The area on the graph equal to the sum of B + C is the total net loss from monopoly power, that is, the damage caused by a monopoly to society. Even if the monopolist's profits were taxed and redistributed to consumers of the product, efficiency would not be achieved because production volume would be lower than under free competition. The total net loss is the social cost of such inefficiency.

It should be noted that a “pure” monopoly (market share close to 100%), the models of which are considered in theory, practically does not exist in reality. However, an example of this is production protected by a patent.

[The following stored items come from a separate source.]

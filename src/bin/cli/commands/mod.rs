pub mod card;
pub mod due;
pub mod notes;
pub mod review;
pub mod stats;
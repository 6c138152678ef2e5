//! Study notes
//!
//! A note is the unit the authoring surface edits. It owns its flashcards:
//! deleting a note deletes them too.

mod models;

pub use models::*;
use anyhow::Result;

use crate::app::App;
use crate::OutputFormat;

pub fn run_add(
    app: &mut App,
    note_query: &str,
    question: String,
    answer: String,
    format: &OutputFormat,
) -> Result<()> {
    let note = app.find_note(note_query)?;
    let card = app.repo.add_flashcard(&note.id, question, answer)?;

    match format {
        OutputFormat::Json => println!("{}", serde_json::to_string_pretty(&card)?),
        OutputFormat::Plain => println!("Added card {} to \"{}\"", card.id, note.title),
    }

    Ok(())
}

pub fn run_remove(app: &mut App, card_query: &str, format: &OutputFormat) -> Result<()> {
    let card = app.find_card(card_query)?;
    let removed = app.repo.remove_flashcard(&card.id)?;

    match format {
        OutputFormat::Json => println!("{}", serde_json::to_string_pretty(&removed)?),
        OutputFormat::Plain => println!("Removed card \"{}\"", removed.question),
    }

    Ok(())
}
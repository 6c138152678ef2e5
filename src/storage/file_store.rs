use std::fs;
use std::io::ErrorKind;
use std::path::{Path, PathBuf};

use super::kv::{KeyValueStore, Result, StoreError};

/// Directory-backed key-value store: one file per key
pub struct FileStore {
    base_path: PathBuf,
}

impl FileStore {
    pub fn new(base_path: PathBuf) -> Self {
        Self { base_path }
    }

    /// Get the default data directory
    pub fn default_data_dir() -> Result<PathBuf> {
        dirs::data_local_dir()
            .map(|p| p.join("engilife"))
            .ok_or(StoreError::DataDirNotFound)
    }

    /// Initialize the store directory
    pub fn init(&self) -> Result<()> {
        fs::create_dir_all(&self.base_path)?;
        Ok(())
    }

    pub fn base_path(&self) -> &Path {
        &self.base_path
    }

    /// Get the file path holding a key
    fn key_path(&self, key: &str) -> Result<PathBuf> {
        let valid = !key.is_empty()
            && !key.starts_with('.')
            && key
                .chars()
                .all(|c| c.is_ascii_alphanumeric() || matches!(c, '.' | '_' | '-'));
        if !valid {
            return Err(StoreError::InvalidKey(key.to_string()));
        }
        Ok(self.base_path.join(format!("{}.json", key)))
    }
}

impl KeyValueStore for FileStore {
    fn get(&self, key: &str) -> Result<Option<String>> {
        let path = self.key_path(key)?;
        match fs::read_to_string(&path) {
            Ok(content) => Ok(Some(content)),
            Err(e) if e.kind() == ErrorKind::NotFound => Ok(None),
            Err(e) => Err(e.into()),
        }
    }

    fn set(&mut self, key: &str, value: &str) -> Result<()> {
        let path = self.key_path(key)?;
        self.init()?;
        fs::write(&path, value)?;
        log::debug!("Wrote {} bytes to {:?}", value.len(), path);
        Ok(())
    }

    fn remove(&mut self, key: &str) -> Result<()> {
        let path = self.key_path(key)?;
        if path.exists() {
            fs::remove_file(&path)?;
        }
        Ok(())
    }
}
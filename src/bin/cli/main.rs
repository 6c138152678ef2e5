mod app;
mod commands;
mod render;

use std::io::IsTerminal;
use std::path::PathBuf;

use chrono::NaiveDate;
use clap::{Parser, Subcommand};

#[derive(Parser)]
#[command(name = "engilife-cli", about = "EngiLife notes and flashcard review", version)]
struct Cli {
    /// Use a specific data directory (default: from config)
    #[arg(long, global = true)]
    data_dir: Option<PathBuf>,

    /// Output format
    #[arg(long, global = true, default_value = "plain")]
    format: OutputFormat,

    /// Disable ANSI colors
    #[arg(long, global = true)]
    no_color: bool,

    #[command(subcommand)]
    command: Command,
}

#[derive(Clone, Debug, clap::ValueEnum)]
pub enum OutputFormat {
    Plain,
    Json,
}

#[derive(Subcommand)]
enum Command {
    /// List notes with their card counts
    Notes,

    /// Create or delete notes
    #[command(subcommand)]
    Note(NoteCommand),

    /// Add or remove flashcards
    #[command(subcommand)]
    Card(CardCommand),

    /// List cards due for review
    Due {
        /// Day to check against (YYYY-MM-DD, default: today)
        #[arg(long)]
        date: Option<NaiveDate>,
    },

    /// Record a review for a card
    Review {
        /// Card id (prefix match)
        card: String,
        /// forgot, hard, good, easy (or 1-4)
        quality: String,
        /// Day of the review (YYYY-MM-DD, default: today)
        #[arg(long)]
        date: Option<NaiveDate>,
    },

    /// Show the interval each rating would give a card
    Preview {
        /// Card id (prefix match)
        card: String,
        #[arg(long)]
        date: Option<NaiveDate>,
    },

    /// Show review statistics
    Stats {
        #[arg(long)]
        date: Option<NaiveDate>,
    },
}

#[derive(Subcommand)]
enum NoteCommand {
    /// Create a new note
    New {
        /// Note title
        title: String,
        /// Content text (use "-" to read from stdin)
        #[arg(long)]
        content: Option<String>,
        /// Comma-separated tags
        #[arg(long)]
        tags: Option<String>,
    },

    /// Delete a note and its flashcards
    Delete {
        /// Note id or title (case-insensitive prefix match)
        note: String,
    },
}

#[derive(Subcommand)]
enum CardCommand {
    /// Add a flashcard to a note
    Add {
        /// Note id or title (case-insensitive prefix match)
        note: String,
        question: String,
        answer: String,
    },

    /// Remove a flashcard
    Remove {
        /// Card id (prefix match)
        card: String,
    },
}

/// Resolve "-" as stdin
fn resolve_content(content: Option<String>) -> Option<String> {
    match content.as_deref() {
        Some("-") => {
            let mut buf = String::new();
            std::io::Read::read_to_string(&mut std::io::stdin(), &mut buf).ok();
            Some(buf)
        }
        _ => content,
    }
}

fn today() -> NaiveDate {
    chrono::Local::now().date_naive()
}

fn main() -> anyhow::Result<()> {
    env_logger::init();

    let cli = Cli::parse();
    let use_color = !cli.no_color && std::io::stdout().is_terminal();
    let mut app = app::App::new(cli.data_dir.as_deref())?;

    match cli.command {
        Command::Notes => {
            commands::notes::run_list(&app, &cli.format, use_color)?;
        }
        Command::Note(NoteCommand::New { title, content, tags }) => {
            let content = resolve_content(content);
            commands::notes::run_new(&mut app, title, content, tags.as_deref(), &cli.format)?;
        }
        Command::Note(NoteCommand::Delete { note }) => {
            commands::notes::run_delete(&mut app, &note, &cli.format)?;
        }
        Command::Card(CardCommand::Add { note, question, answer }) => {
            commands::card::run_add(&mut app, &note, question, answer, &cli.format)?;
        }
        Command::Card(CardCommand::Remove { card }) => {
            commands::card::run_remove(&mut app, &card, &cli.format)?;
        }
        Command::Due { date } => {
            commands::due::run(&app, date.unwrap_or_else(today), &cli.format, use_color)?;
        }
        Command::Review { card, quality, date } => {
            commands::review::run(
                &mut app,
                &card,
                &quality,
                date.unwrap_or_else(today),
                &cli.format,
                use_color,
            )?;
        }
        Command::Preview { card, date } => {
            commands::review::run_preview(&app, &card, date.unwrap_or_else(today), &cli.format)?;
        }
        Command::Stats { date } => {
            commands::stats::run(&app, date.unwrap_or_else(today), &cli.format)?;
        }
    }

    Ok(())
}
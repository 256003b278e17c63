use crate::cache::CacheService;
use crate::models::Event;
use redis::AsyncCommands;

const EVENTS_KEY: &str = "events:catalog";
const EVENTS_TTL_SECONDS: u64 = 3600;

impl CacheService {
    // Получить каталог событий
    pub async fn get_events(&self) -> Vec<Event> {
        // Сначала пробуем кеш
        if let Ok(events) = self.get_events_from_cache().await {
            return events;
        }

        // Если кеш не работает - идем в БД
        if let Ok(events) = self.load_events_from_db().await {
            let _ = self.save_events_to_cache(&events).await;
            return events;
        }

        vec![]
    }

    /// Сброс каталога после создания/изменения/удаления события.
    pub async fn invalidate_events(&self) {
        let mut conn = self.redis.conn.clone();
        let _: Result<(), _> = conn.del(EVENTS_KEY).await;
    }

    async fn load_events_from_db(&self) -> Result<Vec<Event>, sqlx::Error> {
        sqlx::query_as::<_, Event>(
            "SELECT * FROM events
             WHERE starts_at IS NULL OR starts_at > NOW()
             ORDER BY starts_at NULLS LAST, id",
        )
        .fetch_all(&self.db.pool)
        .await
    }

    // === Работа с кешем ===
    async fn get_events_from_cache(&self) -> Result<Vec<Event>, redis::RedisError> {
        let mut conn = self.redis.conn.clone();
        let data: String = conn.get(EVENTS_KEY).await?;
        let events: Vec<Event> = serde_json::from_str(&data).map_err(|_| {
            redis::RedisError::from((redis::ErrorKind::TypeError, "Parse error"))
        })?;
        Ok(events)
    }

    async fn save_events_to_cache(&self, events: &[Event]) -> Result<(), redis::RedisError> {
        let data = serde_json::to_string(events).map_err(|_| {
            redis::RedisError::from((redis::ErrorKind::TypeError, "Serialize error"))
        })?;
        let mut conn = self.redis.conn.clone();
        conn.set_ex(EVENTS_KEY, data, EVENTS_TTL_SECONDS).await
    }
}
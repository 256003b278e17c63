use axum::http::StatusCode;
use axum::response::{IntoResponse, Response};
use axum::Json;
use serde_json::json;
use thiserror::Error;
use tracing::{error, warn};

/// Единая таксономия ошибок леджера и обвязки вокруг него.
///
/// Разделение важно для клиента: `Conflict` можно безопасно повторить
/// тем же запросом, всё остальное повторять бессмысленно без изменения
/// самого запроса.
#[derive(Debug, Error)]
pub enum ApiError {
    #[error("quantity must be a positive integer")]
    InvalidQuantity,

    #[error("requested quantity exceeds available tickets")]
    InsufficientAvailability,

    #[error("resource not found")]
    NotFound,

    #[error("operation is not permitted for this profile")]
    Forbidden,

    #[error("principal role does not match the profile kind")]
    RoleMismatch,

    #[error("role is fixed at registration and cannot be changed")]
    RoleImmutable,

    #[error("concurrent modification, retry the request")]
    Conflict,

    #[error("authentication required")]
    Unauthorized,

    #[error("validation error: {0}")]
    Validation(String),

    #[error("database error")]
    Database(sqlx::Error),

    #[error("internal error: {0}")]
    Internal(String),
}

impl ApiError {
    pub fn status_code(&self) -> StatusCode {
        match self {
            ApiError::InvalidQuantity
            | ApiError::InsufficientAvailability
            | ApiError::RoleMismatch
            | ApiError::RoleImmutable
            | ApiError::Validation(_) => StatusCode::BAD_REQUEST,
            ApiError::NotFound => StatusCode::NOT_FOUND,
            ApiError::Forbidden => StatusCode::FORBIDDEN,
            ApiError::Conflict => StatusCode::CONFLICT,
            ApiError::Unauthorized => StatusCode::UNAUTHORIZED,
            ApiError::Database(_) | ApiError::Internal(_) => StatusCode::INTERNAL_SERVER_ERROR,
        }
    }

    pub fn code(&self) -> &'static str {
        match self {
            ApiError::InvalidQuantity => "INVALID_QUANTITY",
            ApiError::InsufficientAvailability => "INSUFFICIENT_AVAILABILITY",
            ApiError::NotFound => "NOT_FOUND",
            ApiError::Forbidden => "FORBIDDEN",
            ApiError::RoleMismatch => "ROLE_MISMATCH",
            ApiError::RoleImmutable => "ROLE_IMMUTABLE",
            ApiError::Conflict => "CONFLICT",
            ApiError::Unauthorized => "UNAUTHORIZED",
            ApiError::Validation(_) => "VALIDATION_ERROR",
            ApiError::Database(_) => "DATABASE_ERROR",
            ApiError::Internal(_) => "INTERNAL_ERROR",
        }
    }
}

/// Коды Postgres, которые означают транзиентную конкуренцию за строку:
/// lock_timeout, serialization failure, deadlock. Все три безопасно
/// повторять — частичных записей после них не остаётся.
const PG_LOCK_NOT_AVAILABLE: &str = "55P03";
const PG_SERIALIZATION_FAILURE: &str = "40001";
const PG_DEADLOCK_DETECTED: &str = "40P01";
const PG_UNIQUE_VIOLATION: &str = "23505";

impl From<sqlx::Error> for ApiError {
    fn from(e: sqlx::Error) -> Self {
        if let sqlx::Error::Database(db) = &e {
            match db.code().as_deref() {
                Some(PG_LOCK_NOT_AVAILABLE)
                | Some(PG_SERIALIZATION_FAILURE)
                | Some(PG_DEADLOCK_DETECTED) => {
                    warn!("database contention, surfacing as retryable conflict: {:?}", e);
                    return ApiError::Conflict;
                }
                Some(PG_UNIQUE_VIOLATION) => {
                    return ApiError::Validation("запись уже существует".to_string());
                }
                _ => {}
            }
        }
        ApiError::Database(e)
    }
}

impl From<validator::ValidationErrors> for ApiError {
    fn from(e: validator::ValidationErrors) -> Self {
        ApiError::Validation(e.to_string())
    }
}

impl IntoResponse for ApiError {
    fn into_response(self) -> Response {
        let status = self.status_code();
        let code = self.code();

        // Внутренности пишем в лог, наружу отдаём только общий текст
        let public_message = match &self {
            ApiError::Database(e) => {
                error!(error = ?e, "database error");
                "Внутренняя ошибка базы данных".to_string()
            }
            ApiError::Internal(msg) => {
                error!(message = %msg, "internal error");
                "Внутренняя ошибка сервера".to_string()
            }
            other => other.to_string(),
        };

        let body = Json(json!({
            "error": {
                "code": code,
                "message": public_message,
            }
        }));

        (status, body).into_response()
    }
}
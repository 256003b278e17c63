use chrono::NaiveDateTime;
use serde::{Deserialize, Serialize};
use sqlx::FromRow;

// Живая бронь = существующая строка. Отмена удаляет строку и возвращает
// quantity в пул; отдельного статуса "cancelled" нет.
#[derive(Debug, Clone, FromRow, Serialize, Deserialize)]
pub struct Booking {
    pub id: i64,
    pub customer_id: i64,
    pub ticket_id: i64,
    pub event_id: i64,
    pub quantity: i32,
    pub created_at: NaiveDateTime,
}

IN modern conditions However, the world is experiencing further concentration of production and capital. For example, in 1996, two Japanese banks merged, which are the world's largest banks: Mitsubishi (6th in the world) and Bank of Tokyo (14th in the world). As a result, the world's largest bank (1st) was formed.

Rice. 7.19. Damage caused by monopoly

There was also a merger of two English pharmaceutical companies GLAXO and Welcome, as a result, the combined company GLAXO Welcome took first place in the world in terms of sales.

State policy in relation to monopolies consists, first of all, in the development and application of antimonopoly legislation, that is, a system of laws aimed at preventing the monopolization of markets.

However, the issue of attitude towards monopoly remains controversial among economists. Defenders and supporters of monopolies believe that only large-scale production has more incentive and opportunity to introduce innovations. Criticizing the considered model, they note that it makes a serious assumption about the equality of costs in cases of perfect competition and monopoly (one MC line is graphically represented). However, as a rule, the merger of several companies into one leads to a reduction in costs through the creation of unified supply, sales and other services. In addition, it is possible that the return to scale of production will be such that the effective output volume of one enterprise will be equal to the competitive volume or even greater than it. This situation is often observed with natural monopolies.

At the same time, “opponents” of the monopoly note the additional costs of artificially maintaining barriers to entry into the industry, which from the point of view of society are hardly advisable, as well as the fact that the lack of competition inevitably leads to increased costs and inefficiency in management.

Thus, the general verdict economic science is the conclusion that a monopoly is less preferable for society than perfect competition, therefore it is necessary to regulate its activities in order to reduce the amount of social losses

24) Monopoly power is the ability of a company to influence the price of its product by changing the quantity of this product sold on the market.

The degree of monopoly power may vary. A pure monopolist has complete monopoly power because is the only supplier of unique products.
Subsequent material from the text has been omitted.